One of my favorite holidays is Independence Day. In addition to being an annual reminder of the values of democracy and liberty that our country was founded upon, it gathers people to celebrate our nation over fireworks and barbeque.
Though I’ve been wanting to buy a smoker ever since I tried my friend’s smoked tri-tip, I was not sure I wanted to make the $200 investment when I’d possibly be moving across the country next year for medical school. As a frugal alternative, I bought a Weber charcoal grill off Craigslist for $35 and decided to try my hand at smoking some baby back ribs during the fourth of July.
After watching a few instructional videos and reading a few articles on smoking meat with a kettle, I decided to prepare my grill in a standard two-zone set-up. I placed unlit charcoal in the chimney’s top compartment, stuffed the bottom compartment of the chimney with rolled newspaper, banked a pile of unlit charcoal on one side of the grill.
While I was waiting for the charcoal to light up, I seasoned the ribs liberally with a home-made dry rub and coated it with a southwestern mustard sauce. After about 20 minutes, I poured the lit charcoal over the unlit charcoal and placed apple hickory wood chunks on top.

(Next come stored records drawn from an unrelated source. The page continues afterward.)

//! One-way projection of bins, route, and vehicle position onto map layers.
//!
//! The layers are plain data; a front end draws them however it likes.

use tracing::warn;

use crate::model::{Bin, BinId, Coordinate, RouteStop, WasteCategory};

/// Priority above which markers are drawn larger.
pub const LARGE_MARKER_PRIORITY: f64 = 0.7;
/// Priority above which markers pulse.
pub const PULSING_MARKER_PRIORITY: f64 = 0.8;
/// Padding around an optimized route, as a fraction of its extent.
pub const ROUTE_FIT_PADDING: f64 = 0.1;
/// Padding around a direct navigation line; wider than the route view.
pub const DIRECT_FIT_PADDING: f64 = 0.25;
/// Smallest extent of a fitted view in degrees, so a lone point is not a zero-size box.
pub const MIN_VIEW_SPAN: f64 = 0.01;

#[derive(Debug, Clone, Copy, PartialEq, Eq)]
/// Marker size class.
pub enum MarkerSize {
    /// Default marker.
    Regular,
    /// High priority marker.
    Large,
}

#[derive(Debug, Clone, PartialEq)]
/// One marker per bin.
pub struct BinMarker {
    /// Bin the marker stands for.
    pub bin_id: BinId,
    /// Marker position.
    pub position: Coordinate,
    /// Category, which keys the marker color.
    pub category: WasteCategory,
    /// Size class.
    pub size: MarkerSize,
    /// Whether the marker pulses.
    pub pulsing: bool,
    /// Popup text.
    pub popup: String,
}

impl BinMarker {
    fn for_bin(bin: &Bin, position: Coordinate) -> Self {
        let size = if bin.priority_score > LARGE_MARKER_PRIORITY {
            MarkerSize::Large
        } else {
            MarkerSize::Regular
        };
        Self {
            bin_id: bin.id.clone(),
            position,
            category: bin.category,
            size,
            pulsing: bin.priority_score > PULSING_MARKER_PRIORITY,
            popup: format!(
                "{} · {} · {:.0}% · priority {:.2}",
                bin.id,
                bin.location,
                bin.fill_level,
                bin.priority_score
            ),
        }
    }
}

#[derive(Debug, Clone, PartialEq)]
/// Numbered marker for a route stop.
pub struct StopMarker {
    /// Stop number, 1-based.
    pub number: u32,
    /// Bin collected there.
    pub bin_id: BinId,
    /// Stop position.
    pub position: Coordinate,
}

#[derive(Debug, Clone, PartialEq)]
/// Optimized route polyline with its stop markers.
pub struct RouteLayer {
    /// Current position followed by every stop, in order.
    pub polyline: Vec<Coordinate>,
    /// Numbered stop markers.
    pub stops: Vec<StopMarker>,
}

#[derive(Debug, Clone, Copy, PartialEq)]
/// Dashed line from the vehicle to a navigation target.
pub struct DirectRouteLayer {
    /// Where navigation started.
    pub from: Coordinate,
    /// Navigation target.
    pub to: Coordinate,
}

#[derive(Debug, Clone, Copy, PartialEq)]
/// Visible geographic box.
pub struct Viewport {
    /// Southern edge (min latitude).
    pub south: f64,
    /// Western edge (min longitude).
    pub west: f64,
    /// Northern edge (max latitude).
    pub north: f64,
    /// Eastern edge (max longitude).
    pub east: f64,
}

impl Viewport {
    /// Box around `points` with `padding` of the extent added on every side.
    ///
    /// Returns `None` for an empty point set.
    #[must_use]
    pub fn fit(points: &[Coordinate], padding: f64) -> Option<Self> {
        let first = points.first()?;
        let mut view = Self {
            south: first.lat,
            west: first.lng,
            north: first.lat,
            east: first.lng,
        };
        for point in points {
            view.south = view.south.min(point.lat);
            view.north = view.north.max(point.lat);
            view.west = view.west.min(point.lng);
            view.east = view.east.max(point.lng);
        }

        let lat_pad = (view.north - view.south).max(MIN_VIEW_SPAN) * padding;
        let lng_pad = (view.east - view.west).max(MIN_VIEW_SPAN) * padding;
        view.south -= lat_pad;
        view.north += lat_pad;
        view.west -= lng_pad;
        view.east += lng_pad;
        Some(view)
    }

    /// Whether `point` lies inside the box.
    #[must_use]
    pub fn contains(&self, point: Coordinate) -> bool {
        (self.south..=self.north).contains(&point.lat) && (self.west..=self.east).contains(&point.lng)
    }
}

/// Map layers kept in sync with the registry, route, and simulated position.
#[derive(Debug, Clone)]
pub struct MapLayers {
    current_location: Coordinate,
    markers: Vec<BinMarker>,
    route: Option<RouteLayer>,
    direct_route: Option<DirectRouteLayer>,
    viewport: Option<Viewport>,
    popup: Option<BinId>,
}

impl MapLayers {
    /// Empty map with the vehicle at `current_location`.
    #[must_use]
    pub fn new(current_location: Coordinate) -> Self {
        Self {
            current_location,
            markers: Vec::new(),
            route: None,
            direct_route: None,
            viewport: None,
            popup: None,
        }
    }

    /// Redraw every bin marker; bins without usable coordinates are skipped.
    pub fn sync_bins<'a>(&mut self, bins: impl IntoIterator<Item = &'a Bin>) {
        self.markers = bins
            .into_iter()
            .filter_map(|bin| bin.position().map(|position| BinMarker::for_bin(bin, position)))
            .collect();
        if self.viewport.is_none() {
            let mut points: Vec<Coordinate> =
                self.markers.iter().map(|marker| marker.position).collect();
            points.push(self.current_location);
            self.viewport = Viewport::fit(&points, ROUTE_FIT_PADDING);
        }
    }

    /// Replace the route layer.
    ///
    /// The polyline runs from the current position through each stop with
    /// coordinates. Fewer than two points leave the map without a route.
    pub fn draw_route(&mut self, stops: &[RouteStop]) {
        self.route = None;

        let mut polyline = vec![self.current_location];
        let mut markers = Vec::with_capacity(stops.len());
        for stop in stops {
            let Some(position) = stop.coordinates.filter(Coordinate::is_valid) else {
                warn!(bin_id = %stop.bin_id, "route stop without coordinates skipped");
                continue;
            };
            polyline.push(position);
            markers.push(StopMarker {
                number: stop.stop_number,
                bin_id: stop.bin_id.clone(),
                position,
            });
        }

        if polyline.len() < 2 {
            return;
        }
        self.viewport = Viewport::fit(&polyline, ROUTE_FIT_PADDING);
        self.route = Some(RouteLayer {
            polyline,
            stops: markers,
        });
    }

    /// Remove the route layer.
    pub fn clear_route(&mut self) {
        self.route = None;
    }

    /// Show the dashed line toward a navigation target and fit the view to it.
    pub fn show_direct_route(&mut self, to: Coordinate) {
        let from = self.current_location;
        self.viewport = Viewport::fit(&[from, to], DIRECT_FIT_PADDING);
        self.direct_route = Some(DirectRouteLayer { from, to });
    }

    /// Remove the direct navigation line.
    pub fn clear_direct_route(&mut self) {
        self.direct_route = None;
    }

    /// Move the vehicle marker; other layers are left alone.
    pub fn move_current_location(&mut self, position: Coordinate) {
        self.current_location = position;
    }

    /// Open the popup of one bin marker, or close it.
    pub fn show_popup(&mut self, bin: Option<&BinId>) {
        self.popup = bin.cloned();
    }

    /// Vehicle position.
    #[must_use]
    pub fn current_location(&self) -> Coordinate {
        self.current_location
    }

    /// Bin markers.
    #[must_use]
    pub fn markers(&self) -> &[BinMarker] {
        &self.markers
    }

    /// Route layer, when a route is shown.
    #[must_use]
    pub fn route(&self) -> Option<&RouteLayer> {
        self.route.as_ref()
    }

    /// Direct navigation line, when navigating.
    #[must_use]
    pub fn direct_route(&self) -> Option<&DirectRouteLayer> {
        self.direct_route.as_ref()
    }

    /// Fitted view, once anything has been drawn.
    #[must_use]
    pub fn viewport(&self) -> Option<Viewport> {
        self.viewport
    }

    /// Marker whose popup is open.
    #[must_use]
    pub fn popup(&self) -> Option<&BinMarker> {
        let id = self.popup.as_ref()?;
        self.markers.iter().find(|marker| &marker.bin_id == id)
    }
}

#[cfg(test)]
mod tests {
    use super::*;
    use crate::model::{BinStatus, SensorReadings};

    fn bin(id: &str, priority_score: f64, coordinates: Option<Coordinate>) -> Bin {
        Bin {
            id: BinId::from(id),
            location: "Somewhere".to_owned(),
            address: None,
            coordinates,
            category: WasteCategory::Recyclable,
            fill_level: 40.0,
            priority_score,
            status: BinStatus::Normal,
            sensors: SensorReadings::default(),
            hazard_score: None,
            predicted_full: None,
            last_update: None,
        }
    }

    fn stop(number: u32, coordinates: Option<Coordinate>) -> RouteStop {
        RouteStop {
            stop_number: number,
            bin_id: BinId(format!("BIN{number:03}")),
            location: "Stop".to_owned(),
            coordinates,
            category: WasteCategory::General,
            fill_level: 80.0,
            priority_score: 0.6,
            distance_from_previous_km: 2.3,
            travel_time_minutes: 6,
            collection_time_minutes: 15,
            estimated_arrival: None,
            predicted_fill_on_arrival: None,
        }
    }

    #[test]
    fn marker_size_and_pulse_follow_priority() {
        let mut map = MapLayers::new(Coordinate::new(40.7, -74.0));
        let here = Some(Coordinate::new(40.75, -73.99));
        map.sync_bins(&[bin("low", 0.5, here), bin("mid", 0.75, here), bin("top", 0.85, here)]);

        let styles: Vec<_> = map
            .markers()
            .iter()
            .map(|marker| (marker.size, marker.pulsing))
            .collect();
        assert_eq!(
            styles,
            [
                (MarkerSize::Regular, false),
                (MarkerSize::Large, false),
                (MarkerSize::Large, true),
            ]
        );
    }

    #[test]
    fn sync_skips_bins_without_coordinates() {
        let mut map = MapLayers::new(Coordinate::new(40.7, -74.0));
        map.sync_bins(&[bin("A", 0.5, None), bin("B", 0.5, Some(Coordinate::new(40.8, -74.1)))]);
        assert_eq!(map.markers().len(), 1);
    }

    #[test]
    fn route_without_stops_draws_nothing() {
        let mut map = MapLayers::new(Coordinate::new(40.7, -74.0));
        map.draw_route(&[]);
        assert!(map.route().is_none());

        map.draw_route(&[stop(1, None)]);
        assert!(map.route().is_none(), "stops without coordinates do not count");
    }

    #[test]
    fn route_starts_at_current_location_and_fits_view() {
        let origin = Coordinate::new(40.7128, -74.006);
        let mut map = MapLayers::new(origin);
        let far = Coordinate::new(40.7829, -73.9654);
        map.draw_route(&[stop(1, Some(Coordinate::new(40.75, -73.99))), stop(2, Some(far))]);

        let route = map.route().expect("route drawn");
        assert_eq!(route.polyline.first(), Some(&origin));
        assert_eq!(route.polyline.len(), 3);
        assert_eq!(route.stops.iter().map(|marker| marker.number).collect::<Vec<_>>(), [1, 2]);

        let view = map.viewport().expect("fitted");
        assert!(view.contains(origin) && view.contains(far));
        assert!(view.north > far.lat, "padding added");
    }

    #[test]
    fn new_empty_route_replaces_old_one() {
        let mut map = MapLayers::new(Coordinate::new(40.7, -74.0));
        map.draw_route(&[stop(1, Some(Coordinate::new(40.75, -73.99)))]);
        assert!(map.route().is_some());
        map.draw_route(&[]);
        assert!(map.route().is_none());
    }

    #[test]
    fn direct_route_uses_wider_padding() {
        let from = Coordinate::new(40.0, -74.0);
        let to = Coordinate::new(41.0, -73.0);
        let mut routed = MapLayers::new(from);
        routed.draw_route(&[stop(1, Some(to))]);
        let mut direct = MapLayers::new(from);
        direct.show_direct_route(to);

        let route_view = routed.viewport().expect("route view");
        let direct_view = direct.viewport().expect("direct view");
        assert!(direct_view.north > route_view.north);
        assert!(direct_view.west < route_view.west);
        assert_eq!(direct.direct_route().map(|line| line.to), Some(to));
    }

    #[test]
    fn moving_vehicle_keeps_other_layers() {
        let mut map = MapLayers::new(Coordinate::new(40.0, -74.0));
        map.sync_bins(&[bin("A", 0.5, Some(Coordinate::new(40.8, -74.1)))]);
        map.draw_route(&[stop(1, Some(Coordinate::new(40.75, -73.99)))]);
        let before = map.clone();

        map.move_current_location(Coordinate::new(40.1, -73.9));
        assert_eq!(map.current_location(), Coordinate::new(40.1, -73.9));
        assert_eq!(map.markers(), before.markers());
        assert_eq!(map.route(), before.route());
    }

    #[test]
    fn popup_follows_marker() {
        let mut map = MapLayers::new(Coordinate::new(40.0, -74.0));
        map.sync_bins(&[bin("A", 0.5, Some(Coordinate::new(40.8, -74.1)))]);
        map.show_popup(Some(&BinId::from("A")));
        assert!(map.popup().is_some_and(|marker| marker.popup.contains("Somewhere")));
        map.show_popup(Some(&BinId::from("gone")));
        assert!(map.popup().is_none());
    }
}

I then placed the top grate back on the kettle and placed a half-full water pan above the lit charcoal. This water pan helped keep the ribs moist as they cook.After the kettle heated up, I placed the ribs on the top rack on the side opposite of the charcoal. I then covered the grill and angled the top vent towards the meat so the steam could rise over it.
I smoked the ribs for three hours, checking their progress each hour.
During the last 5 minutes of cooking, I brushed a cocktail of barbeque sauce and apple cider vinegar over the ribs. It was essential to do this near the end, to avoid burning the sugar in the sauce.After three hours of hickory wood smoke, we were rewarded with ribs with a distinct smoke ring. The ribs paired well with the signature Costco Sweet Vegetable Kale salad kit and corn on the cob.
Smoking is a fantastic way to cook ribs. However, it requires a kettle, an indifference to smelling like a smokehouse, and a lot of patience. Overall, I consider this experiment a moderate success. While the ribs had great flavor, I found them slightly tougher than I’d like. In the future, I definitely want to invest in a thermometer to have better gauge of the temperature of the grill.
I want to challenge you to cook using a new modality and share with me your results. And if you decide to smoke some tri-tip, please invite me over.